Directions: In the entries below, find the lines that include "placement" and give their number as the whole reply.
Start of Exercise inputs
//! Comment scheduling and placement.
//!
//! - [`comment_supply_system`] runs every supplier once per tick against a
//!   snapshot of [`WorldSignals`] and queues the emitted texts on each
//!   subscribed deployer.
//! - [`comment_deploy_system`] scrolls every live view left by the deployer
//!   speed, retires views that left the canvas, then places the queued texts.
//!
//! Texts queued during one tick are placed in order, each one seeing the
//! views placed before it, so a burst fills the free rows top to bottom.

use bevy_ecs::prelude::*;
use log::{debug, error, warn};

use crate::components::commentdeployer::{
    Canvas, CommentDeployer, CommentView, RowOccupancy, choose_row_in_pass,
};
use crate::components::commentsupplier::{CommentSchema, CommentSupplier};
use crate::components::mapposition::MapPosition;
use crate::error::OnAirError;
use crate::events::comment::{CommentDeployedEvent, CommentFadedOutEvent, CommentSuppliedEvent};
use crate::resources::textmetrics::TextMetrics;
use crate::resources::worldsignals::WorldSignals;

pub fn spawn_canvas(world: &mut World, width: f32, height: f32) -> Entity {
    world.spawn(Canvas::new(width, height)).id()
}

pub fn spawn_comment_supplier(
    world: &mut World,
    schemas: Vec<CommentSchema>,
    interval_ms: f64,
    fps: f64,
) -> Result<Entity, OnAirError> {
    let supplier = CommentSupplier::new(schemas, interval_ms, fps)?;
    Ok(world.spawn(supplier).id())
}

/// Spawn a deployer, optionally already bound to a canvas.
pub fn spawn_comment_deployer(
    world: &mut World,
    speed: f32,
    row_spacing: f32,
    container: Option<Entity>,
) -> Result<Entity, OnAirError> {
    if let Some(canvas) = container {
        canvas_of(world, canvas)?;
    }
    let mut deployer = CommentDeployer::new(speed, row_spacing)?;
    deployer.container = container;
    Ok(world.spawn(deployer).id())
}

/// Route the comments of `supplier` to `deployer`. Repeats are ignored.
pub fn subscribe(world: &mut World, supplier: Entity, deployer: Entity) -> Result<(), OnAirError> {
    if world.get::<CommentDeployer>(deployer).is_none() {
        return Err(OnAirError::NotADeployer(deployer));
    }
    let mut s = world
        .get_mut::<CommentSupplier>(supplier)
        .ok_or(OnAirError::NotASupplier(supplier))?;
    if !s.deployers.contains(&deployer) {
        s.deployers.push(deployer);
    }
    Ok(())
}

/// Queue `text` for placement on the next deploy pass.
pub fn deploy(world: &mut World, deployer: Entity, text: impl Into<String>) -> Result<(), OnAirError> {
    world
        .get_mut::<CommentDeployer>(deployer)
        .ok_or(OnAirError::NotADeployer(deployer))?
        .pending
        .push(text.into());
    Ok(())
}

/// Attach the deployer to another canvas, or detach it with `None`.
///
/// Live views follow the deployer and keep their row and position.
pub fn set_container(
    world: &mut World,
    deployer: Entity,
    container: Option<Entity>,
) -> Result<(), OnAirError> {
    if let Some(canvas) = container {
        canvas_of(world, canvas)?;
    }
    let views = {
        let mut d = world
            .get_mut::<CommentDeployer>(deployer)
            .ok_or(OnAirError::NotADeployer(deployer))?;
        if d.container == container {
            return Ok(());
        }
        d.container = container;
        d.views.clone()
    };
    for view in views {
        let Ok(mut e) = world.get_entity_mut(view) else {
            continue;
        };
        match container {
            Some(canvas) => {
                e.insert(ChildOf(canvas));
            }
            None => {
                e.remove::<ChildOf>();
            }
        }
    }
    debug!("Comment deployer {} container -> {:?}", deployer, container);
    Ok(())
}

fn canvas_of(world: &World, canvas: Entity) -> Result<Canvas, OnAirError> {
    world
        .get::<Canvas>(canvas)
        .copied()
        .ok_or(OnAirError::NotACanvas(canvas))
}

/// Run every supplier for one tick.
pub fn comment_supply_system(world: &mut World) {
    let signals = world
        .get_resource::<WorldSignals>()
        .cloned()
        .unwrap_or_default();

    let mut query = world.query::<(Entity, &mut CommentSupplier)>();
    let mut emitted: Vec<(Entity, Vec<Entity>, Vec<String>)> = Vec::new();
    for (entity, mut supplier) in query.iter_mut(world) {
        let texts = supplier.fetch(&signals);
        if !texts.is_empty() {
            emitted.push((entity, supplier.deployers.clone(), texts));
        }
    }

    for (supplier, deployers, texts) in emitted {
        for text in texts {
            for &deployer in &deployers {
                if let Err(err) = deploy(world, deployer, text.clone()) {
                    warn!("Comment supplier {}: {}", supplier, err);
                }
            }
            world.trigger(CommentSuppliedEvent { supplier, text });
        }
    }
}

/// Scroll, retire and place comment views for every deployer.
pub fn comment_deploy_system(world: &mut World) {
    let metrics = world
        .get_resource::<TextMetrics>()
        .copied()
        .unwrap_or_default();
    let mut query = world.query_filtered::<Entity, With<CommentDeployer>>();
    let deployers: Vec<Entity> = query.iter(world).collect();

    for deployer in deployers {
        if let Err(err) = scroll_views(world, deployer) {
            error!("Comment deployer {}: {}", deployer, err);
            continue;
        }
        if let Err(err) = place_pending(world, deployer, metrics) {
            error!("Comment deployer {}: {}", deployer, err);
        }
    }
}

fn scroll_views(world: &mut World, deployer: Entity) -> Result<(), OnAirError> {
    let (speed, views) = {
        let d = world
            .get::<CommentDeployer>(deployer)
            .ok_or(OnAirError::NotADeployer(deployer))?;
        (d.speed(), d.views.clone())
    };

    let mut kept = Vec::with_capacity(views.len());
    let mut faded = Vec::new();
    for view in views {
        let width = match world.get::<CommentView>(view) {
            Some(v) => v.width,
            // despawned by someone else
            None => continue,
        };
        let Some(mut pos) = world.get_mut::<MapPosition>(view) else {
            continue;
        };
        pos.pos.x -= speed;
        if pos.pos.x + width < 0.0 {
            faded.push(view);
        } else {
            kept.push(view);
        }
    }

    if let Some(mut d) = world.get_mut::<CommentDeployer>(deployer) {
        d.views = kept;
    }
    for view in faded {
        let text = world
            .get::<CommentView>(view)
            .map(|v| v.text.clone())
            .unwrap_or_default();
        world.despawn(view);
        world.trigger(CommentFadedOutEvent { deployer, text });
    }
    Ok(())
}

fn place_pending(
    world: &mut World,
    deployer: Entity,
    metrics: TextMetrics,
) -> Result<(), OnAirError> {
    let (pending, container, row_spacing, views) = {
        let mut d = world
            .get_mut::<CommentDeployer>(deployer)
            .ok_or(OnAirError::NotADeployer(deployer))?;
        if d.pending.is_empty() {
            return Ok(());
        }
        let pending = std::mem::take(&mut d.pending);
        (pending, d.container, d.row_spacing(), d.views.clone())
    };

    let Some(container) = container else {
        warn!(
            "Comment deployer {} has no container, dropping {} comment(s)",
            deployer,
            pending.len()
        );
        return Err(OnAirError::NoContainer(deployer));
    };
    let canvas = canvas_of(world, container)?;
    let capacity = world
        .get::<CommentDeployer>(deployer)
        .map_or(0, |d| d.row_capacity(canvas));

    let snapshot: Vec<RowOccupancy> = views
        .iter()
        .filter_map(|&view| {
            let v = world.get::<CommentView>(view)?;
            let pos = world.get::<MapPosition>(view)?;
            Some((v.row, pos.pos.x + v.width))
        })
        .collect();

    let mut placed: Vec<RowOccupancy> = Vec::with_capacity(pending.len());
    for text in pending {
        let row = choose_row_in_pass(&snapshot, &placed, canvas.width, capacity);
        let width = metrics.measure(&text);
        placed.push((row, canvas.width + width));
        let view = world
            .spawn((
                CommentView {
                    deployer,
                    text,
                    row,
                    width,
                },
                MapPosition::new(canvas.width, row as f32 * row_spacing),
                ChildOf(container),
            ))
            .id();
        if let Some(mut d) = world.get_mut::<CommentDeployer>(deployer) {
            d.views.push(view);
        }
        world.trigger(CommentDeployedEvent {
            deployer,
            view,
            row,
        });
    }
    Ok(())
}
End of Exercise inputs
Solution for this problem: 2